James Bond avant l'heure.
En 1936, le journal catholique Cœurs Vaillants, édité à Paris, propose à Hergé de créer une nouvelle BD : celle-ci sera dans la veine de Tintin, mais les directeurs de la publication sont réservés sur ce reporter solitaire, et ils commandent à Hergé de prendre pour héros un jeune garçon et sa famille. C’est ainsi que Hergé crée tout d’abord Jo Legrand, puis sa sœur Zette, leurs parents, et le petit singe Zocko. Des aventures riches en rebondissements et pleines de bonnes valeurs traditionnelles, qui pourraient être franchement ennuyeuses, s’il n’y avait le génie de Hergé pour dépasser les contraintes imposées par Cœurs Vaillants.
Hergé introduit ici une mystérieuse histoire de piraterie en plein cœur de l’Océan Atlantique, et prend son temps pour la développer, avant de relier ces événements aux personnages de Jo, Zette et Jocko. Voilà rapidement le trio propulsé dans le repaire des ravisseurs, une base sous-marine digne d’un méchant de James Bond : avec son arme secrète, son automate de guerre, ses acolytes tous plus affreux les uns que les autres, et ses tanks dédiés à l’exploration sous-marine, le méchant de l’histoire semble tout droit sorti d’un bouquin de Ian Fleming. Sans oublier le gaz utilisé pour endormir les marins, une technique à peu près aussi délirante que l’attaque des hélicoptères de Goldfinger sur Fort Knox !

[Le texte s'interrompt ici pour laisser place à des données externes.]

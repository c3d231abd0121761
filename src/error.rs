use thiserror::Error;

use crate::binance::interval::VALID_INTERVALS;

#[derive(Error, Debug)]
pub enum AppError {
    #[error("invalid interval '{value}': valid intervals are {}", VALID_INTERVALS.join(", "))]
    InvalidInterval { value: String },

    #[error("HTTP transport error: {0}")]
    Transport(#[from] reqwest::Error),

    #[error("JSON parse error: {0}")]
    Json(#[from] serde_json::Error),

    #[error("kline parse error: {0}")]
    Parse(String),

    #[error("backtest requires at least one candle")]
    EmptyInput,
}
use std::time::Duration;

use anyhow::{ensure, Context, Result};
use chrono::DateTime;
use clap::{Parser, ValueEnum};

use quant_backtest::backtest;
use quant_backtest::binance::interval::KlineInterval;
use quant_backtest::binance::rest::{BinanceRestClient, DEFAULT_KLINE_LIMIT};
use quant_backtest::config::Config;
use quant_backtest::indicator;
use quant_backtest::model::candle;
use quant_backtest::model::signal::Signal;
use quant_backtest::strategy::ma_trend::MaTrend;
use quant_backtest::strategy::rsi_reversion::RsiReversion;
use quant_backtest::strategy::{self, Strategy};

const PREVIEW_ROWS: usize = 5;

#[derive(Parser)]
#[command(name = "quant-backtest", version)]
#[command(about = "Fetch Binance klines, enrich them with indicators, and backtest two simple signal strategies")]
struct Cli {
    /// Trading pair, e.g. BTCUSDT.
    #[arg(long, default_value = "BTCUSDT")]
    symbol: String,

    /// Kline interval (1m, 3m, 5m, 15m, 30m, 1h, 2h, 4h, 6h, 8h, 12h, 1d, 3d, 1w, 1M).
    #[arg(long, default_value = "1h")]
    interval: String,

    /// Maximum number of klines to fetch.
    #[arg(long, default_value_t = DEFAULT_KLINE_LIMIT)]
    limit: usize,

    /// Range start as an RFC 3339 timestamp, e.g. 2024-01-01T00:00:00Z.
    #[arg(long, value_parser = parse_utc_millis)]
    start: Option<i64>,

    /// Range end as an RFC 3339 timestamp.
    #[arg(long, value_parser = parse_utc_millis)]
    end: Option<i64>,

    /// Strategy to evaluate.
    #[arg(long, value_enum, default_value_t = StrategyChoice::Both)]
    strategy: StrategyChoice,

    /// Starting balance; overrides [backtest].initial_balance from the config.
    #[arg(long)]
    initial_balance: Option<f64>,
}

#[derive(Debug, Clone, Copy, PartialEq, ValueEnum)]
enum StrategyChoice {
    Short,
    Long,
    Both,
}

fn parse_utc_millis(s: &str) -> Result<i64, String> {
    DateTime::parse_from_rfc3339(s)
        .map(|dt| dt.timestamp_millis())
        .map_err(|e| format!("'{}' is not an RFC 3339 timestamp: {}", s, e))
}

#[tokio::main]
async fn main() -> Result<()> {
    let cli = Cli::parse();
    let config = Config::load().context("failed to load configuration")?;

    tracing_subscriber::fmt()
        .with_env_filter(
            tracing_subscriber::EnvFilter::try_from_default_env().unwrap_or_else(|_| {
                config
                    .logging
                    .level
                    .parse()
                    .unwrap_or_else(|_| "info".parse().unwrap())
            }),
        )
        .with_writer(std::io::stderr)
        .init();

    let interval = KlineInterval::parse(&cli.interval)?;
    let initial_balance = cli
        .initial_balance
        .unwrap_or(config.backtest.initial_balance);
    ensure!(
        initial_balance > 0.0,
        "initial balance must be positive (got {})",
        initial_balance
    );

    let client = BinanceRestClient::new(
        &config.binance.rest_base_url,
        Duration::from_secs(config.binance.request_timeout_secs),
    )?;
    let candles = client
        .get_klines(&cli.symbol, interval, cli.start, cli.end, cli.limit)
        .await?;

    println!(
        "Fetched {} klines for {} @ {}:",
        candles.len(),
        cli.symbol.trim().to_ascii_uppercase(),
        interval
    );
    print!("{}", candle::preview(&candles, PREVIEW_ROWS));
    println!();

    let rows = indicator::enrich(candles);

    let strategies: Vec<Box<dyn Strategy>> = match cli.strategy {
        StrategyChoice::Short => vec![Box::new(RsiReversion::default())],
        StrategyChoice::Long => vec![Box::new(MaTrend)],
        StrategyChoice::Both => vec![Box::new(RsiReversion::default()), Box::new(MaTrend)],
    };

    for strat in &strategies {
        let signals = strategy::signals(strat.as_ref(), &rows);
        let active = signals
            .iter()
            .filter(|signal| !matches!(signal, Signal::Hold))
            .count();
        tracing::debug!(strategy = strat.name(), active_signals = active, "Running backtest");

        let report = backtest::run(&rows, &signals, initial_balance)?;
        println!(
            "{} strategy final balance: ${:.2}, return: {:.2}%",
            strat.name(),
            report.final_balance,
            report.return_pct * 100.0
        );
    }

    Ok(())
}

Bref, une aventure tout en rebondissements, et bourrée de pointes d’humour (notamment les anthropophages qui engraissent Jo et Zette). Pas aussi travaillé qu’un Tintin, mais Hergé s’est visiblement pas mal amusé à créer cette intrigue fantaisie, qui constitue somme toute un bon prélude aux aventures du petit reporter. Le talent d’Hergé, c’est aussi de savoir plaire aux plus jeunes.